O Romeo, Romeo, wherefore art thou Romeo? Why does no one play your music?
It is well-crafted. It has heart. It is full of beauty.
On the 99th birthday of Romeo Cascarino, I am asking, is there no one out there who might be able to program something to mark the composer’s centenary in 2022?
Cascarino was born into a rough neighborhood in South Philadelphia in 1922. With a name like Romeo, you have to learn how to use your fists! While navigating the School of Hard Knocks, he taught himself privately, gleaning the mechanics of music theory from books checked out of the Free Library of Philadelphia. He was discovered by composer Paul Nordoff, who recognized his genius, and the two became more like friends than master-disciple.
For many years, Cascarino was a professor of composition at Combs College of Music. The recipient of two Guggenheim Fellowships, he labored at his magnum opus, the opera “William Penn,” for the better part of three decades. The work received its premiere at Philadelphia’s Academy of Music in 1982 to mark the 300th anniversary of the founding of the city.
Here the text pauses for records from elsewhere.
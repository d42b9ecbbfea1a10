//! Candle and point data structures.

use serde::{Deserialize, Serialize};

/// OHLC candle keyed by its open time in epoch seconds.
#[derive(Debug, Clone, Copy, PartialEq, Serialize, Deserialize)]
pub struct Candle {
    pub time: i64,
    pub open: f64,
    pub high: f64,
    pub low: f64,
    pub close: f64,
}

impl Candle {
    pub fn new(time: i64, open: f64, high: f64, low: f64, close: f64) -> Self {
        Self {
            time,
            open,
            high,
            low,
            close,
        }
    }

    /// A flat candle with all four prices equal.
    pub fn flat(time: i64, price: f64) -> Self {
        Self::new(time, price, price, price, price)
    }

    /// Copy of this candle moved to another open time.
    #[must_use]
    pub fn with_time(self, time: i64) -> Self {
        Self { time, ..self }
    }

    /// End of the bar interval `[time, time + bar_seconds)`.
    pub fn end_time(&self, bar_seconds: i64) -> i64 {
        self.time + bar_seconds
    }
}

/// A position in domain space: wall-clock time and price.
///
/// Every drawing anchors to points, never to pixels, so annotations survive
/// zoom, scroll and data reloads.
#[derive(Debug, Clone, Copy, PartialEq, Default, Serialize, Deserialize)]
pub struct Point {
    pub time: i64,
    pub price: f64,
}

impl Point {
    pub const fn new(time: i64, price: f64) -> Self {
        Self { time, price }
    }

    /// Translate by a time and price delta.
    #[must_use]
    pub fn translate(self, d_time: i64, d_price: f64) -> Self {
        Self {
            time: self.time + d_time,
            price: self.price + d_price,
        }
    }
}

/// Index of the last candle whose time is at or before `time`.
///
/// Returns `None` when the slice is empty or every candle is newer.
pub fn index_at_or_before(candles: &[Candle], time: i64) -> Option<usize> {
    match candles.binary_search_by_key(&time, |c| c.time) {
        Ok(idx) => Some(idx),
        Err(0) => None,
        Err(idx) => Some(idx - 1),
    }
}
Metropolitan Opera singer bass-baritone John Cheek sang the title role, Cascarino’s wife, soprano Dolores Ferraro, created the part of Penn’s wife, Gulielma, and Christofer Macatsoris conducted the Philadelphia Singers and the Concerto Soloists of Philadelphia.
Cascarino died in 2002, at the age of 79. He left too little music. Fortunately, every piece is a treasure. A seductive, twilit beauty informs much of his output. If only he had completed “William Penn” 30 years earlier, I believe it would be as highly-regarded as Carlisle Floyd’s “Susanna” or Robert Ward’s “The Crucible.”
Here’s hoping for a Cascarino revival, however modest, in 2022.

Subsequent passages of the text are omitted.